Domestic team information
- 2014–2018: Amo Sharks

Career statistics
| Competition | Test | ODI | FC | LA |
| Matches | 6 | 4 | 47 | 60 |
| Runs scored | 119 | 122 | 3,553 | 2,173 |
| Batting average | 10.81 | 40.66 | 43.32 | 42.60 |
| 100s/50s | 0/0 | 0/1 | 11/13 | 7/11 |
| Top score | 30 | 84 | 220 | 137 |
| Balls bowled | 96 | – | 636 | 492 |
| Wickets | 0 | – | 7 | 12 |
| Bowling average | – | – | 55.71 | 38.50 |
| 5 wickets in innings | – | – | 0 | 0 |
| 10 wickets in match | – | – | 0 | 0 |
| Best bowling | – | – | 2/10 | 2/24 |
| Catches/stumpings | 7/– | 0/– | 44/– | 28/– |
- Source: Cricinfo, 19 July 2026

= Abdul Malik (cricketer) =

Afghan cricketer (born 1998)

Abdul Malik (born 11 March 1998) is an Afghan cricketer. He made his international debut for the Afghanistan cricket team in March 2021.

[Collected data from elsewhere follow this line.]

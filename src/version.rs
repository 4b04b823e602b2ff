// src/version.rs

//! Build version token and the two files that carry it.
//!
//! The version is the newest modification time (unix milliseconds) across
//! the web source tree. It is injected into the web bundle through a
//! generated source module and written raw for the server to read at
//! startup. Both file formats are contracts: the frontend and server parse
//! them as-is.

use std::fmt;
use std::path::Path;
use std::time::UNIX_EPOCH;

use anyhow::{Context, Result};
use walkdir::WalkDir;

/// Cache-busting token derived from the newest source file.
#[derive(Debug, Clone, PartialEq, Eq)]
pub struct BuildVersion(String);

impl BuildVersion {
    /// Newest modification time, in unix milliseconds, over all files under
    /// `root` recursively. A tree with no files yields `"0"`.
    pub fn scan(root: &Path) -> Result<Self> {
        let mut newest: u128 = 0;

        for entry in WalkDir::new(root) {
            let entry = entry
                .with_context(|| format!("walking {} for modification times", root.display()))?;
            if !entry.file_type().is_file() {
                continue;
            }

            let metadata = entry
                .metadata()
                .with_context(|| format!("reading metadata for {}", entry.path().display()))?;
            let modified = metadata
                .modified()
                .with_context(|| format!("reading mtime for {}", entry.path().display()))?;

            // Pre-epoch mtimes fold to zero.
            let millis = modified
                .duration_since(UNIX_EPOCH)
                .unwrap_or_default()
                .as_millis();
            newest = newest.max(millis);
        }

        Ok(Self(newest.to_string()))
    }

    pub fn as_str(&self) -> &str {
        &self.0
    }
}

impl fmt::Display for BuildVersion {
    fn fmt(&self, f: &mut fmt::Formatter<'_>) -> fmt::Result {
        f.write_str(&self.0)
    }
}

/// Write the generated source module exposing the build version to the web
/// bundle. The exact contents are a contract with the frontend.
pub async fn write_ephemeral_module(path: &Path, version: &BuildVersion) -> Result<()> {
    if let Some(dir) = path.parent() {
        tokio::fs::create_dir_all(dir)
            .await
            .with_context(|| format!("creating {}", dir.display()))?;
    }

    let contents = format!("export const buildVersion = '{version}'");
    tokio::fs::write(path, contents)
        .await
        .with_context(|| format!("writing build version module to {}", path.display()))
}

/// Write the raw version string the server reads once at startup.
pub async fn write_server_version(path: &Path, version: &BuildVersion) -> Result<()> {
    if let Some(dir) = path.parent() {
        tokio::fs::create_dir_all(dir)
            .await
            .with_context(|| format!("creating {}", dir.display()))?;
    }

    tokio::fs::write(path, version.as_str())
        .await
        .with_context(|| format!("writing build version file to {}", path.display()))
}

He made his first-class debut for Amo Region in the 2017–18 Ahmad Shah Abdali 4-day Tournament on 26 October 2017. He made his List A debut for Amo Region in the 2019 Ghazi Amanullah Khan Regional One Day Tournament on 10 September 2019. He made his Twenty20 debut on 13 October 2019, for Kabul Eagles in the 2019 Shpageeza Cricket League.

In November 2019, he was named in Afghanistan's squad for the 2019 ACC Emerging Teams Asia Cup in Bangladesh. In February 2021, he was named in Afghanistan's Test squad for their series against Zimbabwe. He made his Test debut against Zimbabwe, on 2 March 2021. However, he became the first batsman for Afghanistan to be dismissed for a pair in Test cricket.